• **Task objective**
Look for "hint" in the records and copy every line that has it.

• **Given records**
-- Opening Marker --
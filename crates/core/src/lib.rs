//! Core types and shared functionality for pdfsnap.
//!
//! This crate provides:
//! - Object store contract with SQLite and in-memory backends
//! - Cache key derivation
//! - Domain whitelist (the access gate)
//! - Unified error types
//! - Configuration structures

pub mod cache;
pub mod config;
pub mod error;
pub mod whitelist;

pub use cache::{CacheDb, MemoryStore, ObjectStore, StoredObject};
pub use config::{AppConfig, ConfigError};
pub use error::Error;
pub use whitelist::DomainWhitelist;
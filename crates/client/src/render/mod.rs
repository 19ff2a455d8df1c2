//! Headless browser rendering of URLs to PDF.
//!
//! Every render gets its own browser instance. [`ScopedRenderer`] owns
//! the lifecycle:
//!
//! 1. wait for a free slot (bounded by `max_concurrent`)
//! 2. acquire an engine from the [`EngineLauncher`]
//! 3. navigate and print, all under one timeout
//! 4. release the engine with [`Engine::close`] on every outcome, killing
//!    it if the close does not finish within `release_timeout`
//!
//! If the render future is dropped before step 4 (the caller went away),
//! the engine is killed from `Drop` instead.

use std::sync::Arc;
use std::time::Duration;

use bytes::Bytes;
use thiserror::Error;
use tokio::sync::Semaphore;
use url::Url;

#[cfg(feature = "render")]
mod chromium;

#[cfg(feature = "render")]
pub use chromium::ChromiumLauncher;

/// Errors that can occur during page rendering.
#[derive(Debug, Error)]
pub enum RenderError {
    /// Failed to launch or connect to browser.
    #[error("browser launch failed: {0}")]
    BrowserLaunch(String),

    /// Failed to navigate to URL.
    #[error("navigation failed: {0}")]
    Navigation(String),

    /// Page loaded but printing it failed.
    #[error("pdf generation failed: {0}")]
    Pdf(String),

    /// Timeout waiting for page to load.
    #[error("render timeout after {0}ms")]
    Timeout(u64),

    /// Browser closed unexpectedly.
    #[error("browser closed unexpectedly")]
    BrowserClosed,
}

impl From<RenderError> for pdfsnap_core::Error {
    fn from(err: RenderError) -> Self {
        match err {
            RenderError::Timeout(ms) => pdfsnap_core::Error::RenderTimeout(ms),
            other => pdfsnap_core::Error::RenderFailed(other.to_string()),
        }
    }
}

/// Options applied to every render.
#[derive(Debug, Clone)]
pub struct RenderOptions {
    /// Covers launch, navigation and printing (default: 30s).
    pub timeout: Duration,

    /// Viewport dimensions (default: 1280x800).
    pub viewport: (u32, u32),

    /// Print CSS backgrounds (default: true).
    pub print_background: bool,

    /// Maximum number of engines alive at once (default: 4).
    pub max_concurrent: usize,

    /// Bound on a clean engine shutdown before it is killed (default: 5s).
    pub release_timeout: Duration,
}

impl Default for RenderOptions {
    fn default() -> Self {
        Self {
            timeout: Duration::from_secs(30),
            viewport: (1280, 800),
            print_background: true,
            max_concurrent: 4,
            release_timeout: Duration::from_secs(5),
        }
    }
}

impl RenderOptions {
    fn timeout_ms(&self) -> u64 {
        self.timeout.as_millis() as u64
    }
}

/// Renderer trait: turn a URL into PDF bytes.
#[async_trait::async_trait]
pub trait Renderer: Send + Sync {
    async fn render(&self, url: &Url) -> Result<Bytes, RenderError>;
}

/// One acquired browser instance.
#[async_trait::async_trait]
pub trait Engine: Send {
    /// Navigate to `url`, wait until the page has settled and print it.
    async fn print_pdf(&mut self, url: &Url, opts: &RenderOptions) -> Result<Vec<u8>, RenderError>;

    /// Shut the instance down cleanly.
    async fn close(&mut self) -> Result<(), RenderError>;

    /// Tear the instance down without awaiting anything. Used when `close`
    /// hangs and from `Drop`.
    fn kill(&mut self);
}

/// Source of fresh engines.
#[async_trait::async_trait]
pub trait EngineLauncher: Send + Sync {
    async fn acquire(&self, opts: &RenderOptions) -> Result<Box<dyn Engine>, RenderError>;
}

/// Holds an engine until it is released; kills it if dropped while still held.
struct EngineGuard {
    engine: Option<Box<dyn Engine>>,
}

impl EngineGuard {
    fn empty() -> Self {
        Self { engine: None }
    }

    async fn release(&mut self, limit: Duration) {
        // stays in the guard while closing so a cancelled close still kills it
        let Some(engine) = self.engine.as_mut() else {
            return;
        };

        match tokio::time::timeout(limit, engine.close()).await {
            Ok(result) => {
                self.engine = None;
                if let Err(e) = result {
                    tracing::warn!(error = %e, "failed to close browser cleanly");
                }
            }
            Err(_) => {
                tracing::warn!(limit_ms = limit.as_millis() as u64, "browser did not close in time, killing it");
                if let Some(mut engine) = self.engine.take() {
                    engine.kill();
                }
            }
        }
    }
}

impl Drop for EngineGuard {
    fn drop(&mut self) {
        if let Some(mut engine) = self.engine.take() {
            tracing::warn!("render abandoned before completion, killing browser");
            engine.kill();
        }
    }
}

/// [`Renderer`] that acquires a fresh engine per call and always releases it.
pub struct ScopedRenderer<L> {
    launcher: L,
    options: RenderOptions,
    slots: Arc<Semaphore>,
}

impl<L: EngineLauncher> ScopedRenderer<L> {
    pub fn new(launcher: L, options: RenderOptions) -> Self {
        let slots = Arc::new(Semaphore::new(options.max_concurrent.max(1)));
        Self { launcher, options, slots }
    }
}

#[async_trait::async_trait]
impl<L: EngineLauncher> Renderer for ScopedRenderer<L> {
    async fn render(&self, url: &Url) -> Result<Bytes, RenderError> {
        let _slot = self.slots.acquire().await.map_err(|_| RenderError::BrowserClosed)?;
        let start = std::time::Instant::now();

        let mut guard = EngineGuard::empty();
        let outcome = tokio::time::timeout(self.options.timeout, async {
            let engine = guard.engine.insert(self.launcher.acquire(&self.options).await?);
            Ok::<_, RenderError>(engine.print_pdf(url, &self.options).await?)
        })
        .await;

        guard.release(self.options.release_timeout).await;

        let pdf = match outcome {
            Ok(result) => result?,
            Err(_) => return Err(RenderError::Timeout(self.options.timeout_ms())),
        };

        tracing::debug!(url = %url, bytes = pdf.len(), elapsed_ms = start.elapsed().as_millis() as u64, "rendered pdf");
        Ok(Bytes::from(pdf))
    }
}
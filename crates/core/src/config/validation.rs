//! Configuration validation rules.
//!
//! This module provides validation logic for `AppConfig` values
//! after they have been loaded from environment, files, or defaults.

use crate::config::AppConfig;
use thiserror::Error;

/// Configuration validation errors.
#[derive(Debug, Error)]
pub enum ConfigError {
    #[error("failed to load configuration: {0}")]
    LoadFailed(String),

    #[error("invalid configuration: {field} - {reason}")]
    Invalid { field: String, reason: String },

    #[error("missing required configuration: {field} ({hint})")]
    Missing { field: String, hint: String },
}

impl AppConfig {
    /// Validate configuration values after loading.
    ///
    /// # Errors
    ///
    /// Returns `ConfigError::Missing` if:
    /// - `storage_bucket` is unset or blank
    /// - `domain_whitelist` has no usable entry
    ///
    /// Returns `ConfigError::Invalid` if:
    /// - `render_timeout_ms` is less than 100ms or exceeds 5 minutes
    /// - `max_concurrent_renders` is 0
    /// - either viewport dimension is 0
    /// - `download_filename` is empty or contains a quote or line break
    pub fn validate(&self) -> Result<(), ConfigError> {
        self.require_storage_bucket()?;

        if self.whitelist().is_empty() {
            return Err(ConfigError::Missing {
                field: "domain_whitelist".into(),
                hint: "Set PDFSNAP_DOMAIN_WHITELIST (or DOMAIN_WHITELIST) to a comma-separated list of domains"
                    .into(),
            });
        }

        if self.render_timeout_ms < 100 {
            return Err(ConfigError::Invalid {
                field: "render_timeout_ms".into(),
                reason: "must be at least 100ms".into(),
            });
        }
        if self.render_timeout_ms > 300_000 {
            return Err(ConfigError::Invalid {
                field: "render_timeout_ms".into(),
                reason: "must not exceed 5 minutes (300000ms)".into(),
            });
        }

        if self.max_concurrent_renders == 0 {
            return Err(ConfigError::Invalid {
                field: "max_concurrent_renders".into(),
                reason: "must be greater than 0".into(),
            });
        }

        if self.viewport_width == 0 || self.viewport_height == 0 {
            return Err(ConfigError::Invalid { field: "viewport".into(), reason: "dimensions must be non-zero".into() });
        }

        if self.download_filename.is_empty() {
            return Err(ConfigError::Invalid { field: "download_filename".into(), reason: "must not be empty".into() });
        }
        if self.download_filename.contains(['"', '\r', '\n']) {
            return Err(ConfigError::Invalid {
                field: "download_filename".into(),
                reason: "must not contain quotes or line breaks".into(),
            });
        }

        Ok(())
    }
}

#[cfg(test)]
mod tests {
    use super::*;

    fn valid() -> AppConfig {
        AppConfig {
            storage_bucket: Some("exports".into()),
            domain_whitelist: vec!["example.com".into()],
            ..Default::default()
        }
    }

    #[test]
    fn test_validate_minimal_config() {
        assert!(valid().validate().is_ok());
    }

    #[test]
    fn test_validate_default_config_is_incomplete() {
        let result = AppConfig::default().validate();
        assert!(matches!(result, Err(ConfigError::Missing { field, .. }) if field == "storage_bucket"));
    }

    #[test]
    fn test_validate_whitelist_of_only_blank_entries() {
        let config = AppConfig { domain_whitelist: vec![" ".into(), ".".into()], ..valid() };
        let result = config.validate();
        assert!(matches!(result, Err(ConfigError::Missing { field, .. }) if field == "domain_whitelist"));
    }

    #[test]
    fn test_validate_timeout_too_small() {
        let config = AppConfig { render_timeout_ms: 50, ..valid() };
        let result = config.validate();
        assert!(matches!(result, Err(ConfigError::Invalid { field, .. }) if field == "render_timeout_ms"));
    }

    #[test]
    fn test_validate_timeout_exceeds_limit() {
        let config = AppConfig { render_timeout_ms: 301_000, ..valid() };
        let result = config.validate();
        assert!(matches!(result, Err(ConfigError::Invalid { field, .. }) if field == "render_timeout_ms"));
    }

    #[test]
    fn test_validate_zero_concurrency() {
        let config = AppConfig { max_concurrent_renders: 0, ..valid() };
        let result = config.validate();
        assert!(matches!(result, Err(ConfigError::Invalid { field, .. }) if field == "max_concurrent_renders"));
    }

    #[test]
    fn test_validate_zero_viewport() {
        let config = AppConfig { viewport_height: 0, ..valid() };
        let result = config.validate();
        assert!(matches!(result, Err(ConfigError::Invalid { field, .. }) if field == "viewport"));
    }

    #[test]
    fn test_validate_filename_with_quote() {
        let config = AppConfig { download_filename: "a\"b.pdf".into(), ..valid() };
        let result = config.validate();
        assert!(matches!(result, Err(ConfigError::Invalid { field, .. }) if field == "download_filename"));
    }

    #[test]
    fn test_validate_edge_case_values() {
        let config = AppConfig { render_timeout_ms: 100, max_concurrent_renders: 1, ..valid() };
        assert!(config.validate().is_ok());

        let config = AppConfig { render_timeout_ms: 300_000, ..valid() };
        assert!(config.validate().is_ok());
    }
}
-- Closing Marker --
• **Solution to this exercise**
    #[error("missing required configuration: {field} ({hint})")]
    Missing { field: String, hint: String },
                hint: "Set PDFSNAP_DOMAIN_WHITELIST (or DOMAIN_WHITELIST) to a comma-separated list of domains"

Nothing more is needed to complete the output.